I normally write when emotions are high. The words just pour out, often getting published unedited, unexpurgated.


The process for this year's Advent blog has been harder.

I've been thinking about why that is, and I think I know.

I'm currently calmer, happier, possibly the happiest I've ever been since I got keys, responsibilities and bills.


Here's the kicker. It won't stay like that. It never does. I've always fluctuated, wobbled, rocked. Been forever in search of balance. Getting stuff wrong.

Prioritising work - whatever the hell that is?! - over family. Getting too attached to work, and people there. Too emotional, too passionate, too irrational and unreasonable. It's probably just me. Probably just how I am. I have peaks and troughs.

I have peaked at various things. Got really really good, then a bit bored, then look for something else. Don't get me wrong, I've never been world class at anything. But I've won stuff, captained teams, won tournaments, won cruises.

I think flow works for me as a wave. My peaks are better than most people. I excel at focus and intensity and real insight. But I can't hold it there, I have to crash down. Slump in my music room with a beer. Reflecting. Recovering.


It's taken me a half century of actual years, and probably a few decades less in conscious years to realise this stuff about me.
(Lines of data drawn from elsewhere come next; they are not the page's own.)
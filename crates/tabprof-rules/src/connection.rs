use std::sync::Arc;

use async_trait::async_trait;
use tabprof_core::ConnectionConfig;
use tokio_util::sync::CancellationToken;

use crate::error::{ConnectionError, QueryError};

/// A live handle to one source database.
///
/// Every method takes a [`CancellationToken`]; implementations must stop the
/// in-flight query promptly once it fires and return [`QueryError::Cancelled`].
#[async_trait]
pub trait TableConnection: Send + Sync {
    /// Names of the user tables and views, sorted.
    async fn list_tables(&self, cancel: &CancellationToken) -> Result<Vec<String>, QueryError>;

    /// Column names of `table` in declaration order.
    ///
    /// `table` is the raw (unquoted) name. Unknown tables yield an empty list.
    async fn columns(
        &self,
        table: &str,
        cancel: &CancellationToken,
    ) -> Result<Vec<String>, QueryError>;

    /// Run `sql`, which must produce exactly one row of integer columns, and
    /// return that row. `NULL` cells come back as `None`.
    async fn query_counts(
        &self,
        sql: &str,
        cancel: &CancellationToken,
    ) -> Result<Vec<Option<i64>>, QueryError>;
}

/// Source of live database handles. Called concurrently by every execution.
#[async_trait]
pub trait ConnectionProvider: Send + Sync {
    async fn get_connection(
        &self,
        config: &ConnectionConfig,
    ) -> Result<Arc<dyn TableConnection>, ConnectionError>;
}
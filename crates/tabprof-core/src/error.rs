use thiserror::Error;

#[derive(Debug, Error)]
pub enum ProfilerError {
    #[error("Configuration error: {0}")]
    Config(String),

    #[error("Connection not configured: {id}")]
    UnknownConnection { id: String },

    #[error("Serialization error: {0}")]
    Serialization(#[from] serde_json::Error),
}

impl ProfilerError {
    /// Short error code string, stable across releases.
    pub fn code(&self) -> &'static str {
        match self {
            ProfilerError::Config(_) => "CONFIG_ERROR",
            ProfilerError::UnknownConnection { .. } => "UNKNOWN_CONNECTION",
            ProfilerError::Serialization(_) => "SERIALIZATION_ERROR",
        }
    }
}

pub type Result<T> = std::result::Result<T, ProfilerError>;
use chrono::{DateTime, Utc};
use serde::{Deserialize, Serialize};
use tabprof_core::{AnalysisResult, ConnectionConfig, RuleResults, TaskStatus};
use uuid::Uuid;

/// Coarse execution phase of a task.
///
/// Progress is reported as a percentage only through [`TaskPhase::percent`],
/// so phases can be added without renumbering callers.
#[derive(Debug, Clone, Copy, PartialEq, Eq, PartialOrd, Ord, Hash, Serialize, Deserialize)]
#[serde(rename_all = "snake_case")]
pub enum TaskPhase {
    /// Waiting in the submission queue.
    Queued,
    /// Acquiring a database handle.
    Connecting,
    /// Rules are executing.
    Analyzing,
    /// Rules returned; computing the terminal status.
    Finalizing,
    /// Terminal status recorded.
    Done,
}

impl TaskPhase {
    pub fn percent(self) -> u8 {
        match self {
            TaskPhase::Queued => 0,
            TaskPhase::Connecting => 10,
            TaskPhase::Analyzing => 30,
            TaskPhase::Finalizing => 80,
            TaskPhase::Done => 100,
        }
    }
}

/// One request to profile a single table under a single connection.
#[derive(Debug, Clone, PartialEq, Serialize, Deserialize)]
pub struct AnalysisTask {
    /// Unique for the lifetime of the task manager.
    pub id: String,
    pub table_name: String,
    /// Id of the source database; matches `connection.id`.
    pub database_id: String,
    /// Connection settings captured at submission.
    pub connection: ConnectionConfig,
    pub status: TaskStatus,
    pub phase: TaskPhase,
    /// Rule names the execution asked the engine for.
    pub rules: Vec<String>,
    pub created_at: DateTime<Utc>,
    /// Set on the transition to `running`.
    pub started_at: Option<DateTime<Utc>>,
    /// Set on any terminal transition.
    pub completed_at: Option<DateTime<Utc>>,
    /// Only set for `failed` and `cancelled`.
    pub error: Option<String>,
    /// Only set for `completed` and `failed` executions.
    pub results: Option<RuleResults>,
}

impl AnalysisTask {
    /// A pending task with a fresh UUID v4 id.
    pub fn new(table_name: impl Into<String>, connection: ConnectionConfig) -> Self {
        Self::with_id(Uuid::new_v4().to_string(), table_name, connection)
    }

    /// A pending task with a caller-chosen id.
    pub fn with_id(
        id: impl Into<String>,
        table_name: impl Into<String>,
        connection: ConnectionConfig,
    ) -> Self {
        Self {
            id: id.into(),
            table_name: table_name.into(),
            database_id: connection.id.clone(),
            connection,
            status: TaskStatus::Pending,
            phase: TaskPhase::Queued,
            rules: Vec::new(),
            created_at: Utc::now(),
            started_at: None,
            completed_at: None,
            error: None,
            results: None,
        }
    }

    /// Percentage in [0, 100]; never decreases over the task's lifetime.
    pub fn progress(&self) -> u8 {
        self.phase.percent()
    }

    pub fn is_terminal(&self) -> bool {
        self.status.is_terminal()
    }

    /// `completed_at - started_at`, once both are known.
    pub fn duration(&self) -> Option<chrono::Duration> {
        Some(self.completed_at? - self.started_at?)
    }

    /// The record handed to the result store.
    pub fn to_result(&self) -> AnalysisResult {
        AnalysisResult {
            id: self.id.clone(),
            connection_id: self.database_id.clone(),
            table_name: self.table_name.clone(),
            status: self.status,
            rules: self.rules.clone(),
            results: self.results.clone().unwrap_or_default(),
            error: self.error.clone(),
            started_at: self.started_at,
            completed_at: self.completed_at,
            duration_ms: self.duration().map(|d| d.num_milliseconds()),
            created_at: self.completed_at.unwrap_or(self.created_at),
        }
    }

    /// Move forward to `phase`; earlier phases are ignored.
    pub(crate) fn advance(&mut self, phase: TaskPhase) {
        if phase > self.phase {
            self.phase = phase;
        }
    }
}

/// Task counts per status, taken from one consistent snapshot.
#[derive(Debug, Clone, Copy, Default, PartialEq, Eq, Serialize, Deserialize)]
pub struct TaskStats {
    pub pending: usize,
    pub running: usize,
    pub completed: usize,
    pub failed: usize,
    pub cancelled: usize,
}

impl TaskStats {
    pub(crate) fn record(&mut self, status: TaskStatus) {
        match status {
            TaskStatus::Pending => self.pending += 1,
            TaskStatus::Running => self.running += 1,
            TaskStatus::Completed => self.completed += 1,
            TaskStatus::Failed => self.failed += 1,
            TaskStatus::Cancelled => self.cancelled += 1,
        }
    }

    pub fn total(&self) -> usize {
        self.pending + self.running + self.completed + self.failed + self.cancelled
    }
}

#[cfg(test)]
mod tests {
    use super::*;

    fn connection() -> ConnectionConfig {
        ConnectionConfig::new("crm", "CRM", "/tmp/crm.db")
    }

    #[test]
    fn new_task_is_pending_and_queued() {
        let task = AnalysisTask::new("contacts", connection());
        assert_eq!(task.status, TaskStatus::Pending);
        assert_eq!(task.progress(), 0);
        assert_eq!(task.database_id, "crm");
        assert!(task.duration().is_none());
    }

    #[test]
    fn generated_ids_are_unique() {
        let a = AnalysisTask::new("t", connection());
        let b = AnalysisTask::new("t", connection());
        assert_ne!(a.id, b.id);
    }

    #[test]
    fn phases_never_move_backwards() {
        let mut task = AnalysisTask::new("t", connection());
        task.advance(TaskPhase::Analyzing);
        task.advance(TaskPhase::Connecting);
        assert_eq!(task.phase, TaskPhase::Analyzing);
        assert_eq!(task.progress(), 30);
        task.advance(TaskPhase::Done);
        assert_eq!(task.progress(), 100);
    }

    #[test]
    fn duration_spans_start_to_completion() {
        let mut task = AnalysisTask::new("t", connection());
        let start = Utc::now();
        task.started_at = Some(start);
        task.completed_at = Some(start + chrono::Duration::milliseconds(1500));
        assert_eq!(task.duration().unwrap().num_milliseconds(), 1500);
        assert_eq!(task.to_result().duration_ms, Some(1500));
    }

    #[test]
    fn stats_total_counts_every_status() {
        let mut stats = TaskStats::default();
        stats.record(TaskStatus::Pending);
        stats.record(TaskStatus::Completed);
        stats.record(TaskStatus::Completed);
        assert_eq!(stats.completed, 2);
        assert_eq!(stats.total(), 3);
    }
}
In the intervening haphazard-stumbling through life, I have coped less well. Been sharp verbally, been uncompromising, unreasonable. Pushed folk away. Felt lost, felt lonely. And wanted people and contact.

So 'Happy' is something of an undiscovered country for me, until recently.

10 years ago I set myself 3 objectives:

  • to be happy
  • for Chris to be happy
  • for the kids to be happy and have rewarding and fulfilling childhoods and the best possible start in life


We've got there... through risk and uncertainty.

And now I want for nothing. Not fancy clothes, possessions or holidays. I've done all that. For me, I don't want anything more. And in this state I'm loving music, mates, family time, footy and a beer or two. All of this is gravy.



And we all know that Northern boys love gravy.

PS this is the first draft, unedited.